The Philippines grows around 16 million tons of rice a year. This has been relatively constant over decades. What varies is how much rice is imported. It’s at 3 million tons and will be at 10 million tons before too long. This is an unsustainable number given the rising cost. It can no longer grow miracle rice because of soil impoverishment, except in a few farms where the farmer can afford expensive fertilizers.
No matter where one looks in the Philippine scene, it is hard to find bright spots anywhere in any horizon. Global warming and rising sea levels will make things much worse. The fact it is an archipelago provides another important problem. Whenever there is civil strife, borders provide a relief valve where people can cross and flee to safety. The Philippines doesn’t have that relief valve and any such strife must be contained within its small confined area and will have the potential to go into immense savagery.

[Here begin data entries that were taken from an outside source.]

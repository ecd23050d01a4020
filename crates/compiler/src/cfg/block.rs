//! Basic blocks
//!
//! A block is a leading label, straight-line code, and a terminator (`jmp`
//! or `ret`; embedded conditional jumps may branch out mid-block). Blocks
//! hold their instructions behind `Rc<RefCell<...>>` so the successor graph
//! can alias the jump instructions: retargeting a jump through an edge
//! rewrites the block's instruction in place.

use crate::tac::{Instr, Opcode, Temp, is_ordinary};
use std::cell::RefCell;
use std::collections::HashSet;
use std::rc::Rc;

/// Instruction handle shared between a block and the successor edges that
/// point through it.
pub type SharedInstr = Rc<RefCell<Instr>>;

pub fn share(instr: Instr) -> SharedInstr {
    Rc::new(RefCell::new(instr))
}

/// Liveness sets, one per instruction.
pub type TempSet = HashSet<Temp>;

#[derive(Debug, Default)]
pub struct BasicBlock {
    pub instr: Vec<SharedInstr>,
    /// The block's leading label.
    pub label: Temp,
    /// Whether this is a procedure's starting block (carries the `proc`
    /// sentinel as its first instruction).
    pub start: bool,
    def: Vec<TempSet>,
    uses: Vec<TempSet>,
    live_in: Vec<TempSet>,
    live_out: Vec<TempSet>,
}

impl BasicBlock {
    pub fn new(instr: Vec<SharedInstr>, start: bool) -> Self {
        let label_pos = usize::from(start);
        let leading = instr[label_pos].borrow();
        debug_assert_eq!(leading.opcode, Opcode::Label);
        let label = leading.args[0].clone();
        drop(leading);

        BasicBlock {
            instr,
            label,
            start,
            def: Vec::new(),
            uses: Vec::new(),
            live_in: Vec::new(),
            live_out: Vec::new(),
        }
    }

    /// Handles of every jump instruction in the block, in order.
    pub fn jumps(&self) -> Vec<SharedInstr> {
        self.instr
            .iter()
            .filter(|i| i.borrow().opcode.is_jump())
            .cloned()
            .collect()
    }

    /// Per-instruction def/use sets, and their union over the block. Only
    /// ordinary `%<digits>` temporaries participate: parameters are always
    /// live on entry and labels are not values.
    pub fn build_def_use(&mut self, def_block: &mut TempSet, use_block: &mut TempSet) {
        let count = self.instr.len();
        self.def = vec![TempSet::new(); count];
        self.uses = vec![TempSet::new(); count];

        for (i, shared) in self.instr.iter().enumerate() {
            let tac = shared.borrow();
            if tac.opcode == Opcode::Label || tac.opcode == Opcode::Proc {
                continue;
            }

            for arg in &tac.args {
                if is_ordinary(arg) {
                    self.uses[i].insert(arg.clone());
                }
            }
            if let Some(result) = &tac.result
                && is_ordinary(result)
                && !tac.opcode.is_jump()
                && tac.opcode != Opcode::Param
            {
                self.def[i].insert(result.clone());
            }

            def_block.extend(self.def[i].iter().cloned());
            use_block.extend(self.uses[i].iter().cloned());
        }
    }

    /// Per-instruction liveness from the block's live-out set, walking
    /// backward. `build_def_use` must have run first.
    pub fn build_liveness(&mut self, live_out_block: &TempSet) {
        let count = self.instr.len();
        self.live_in = vec![TempSet::new(); count];
        self.live_out = vec![TempSet::new(); count];

        let mut live = live_out_block.clone();
        for i in (0..count).rev() {
            self.live_out[i] = live.clone();
            let mut live_in: TempSet = self.uses[i].clone();
            live_in.extend(live.difference(&self.def[i]).cloned());
            self.live_in[i] = live_in.clone();
            live = live_in;
        }
    }

    pub fn live_out(&self, index: usize) -> &TempSet {
        &self.live_out[index]
    }
}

In fact the only real solution for the Philippines is for it to follow China’s 1-child per woman rule. Of course this will never happen.
For those who think finding oil is the answer, think again. I was on a flight to London last week and my seatmate was a 3-star Nigerian General. He related how much of a curse finding oil has been to his country. It’s now a fracturing nation, and powerful interests from the developed countries are overwhelming all the internal power-brokers with their control games for rights to steal the oil. Very little of that wealth filters to the populace. “We were a much better nation before oil”.
Keep Philippine money in the Philippines and force it to invest in industry. Shoot anyone who salts dollars abroad. The Koreans did that with great success. That is the second part to the solution. The third part is tax the church and strictly enforce a separation between church and state.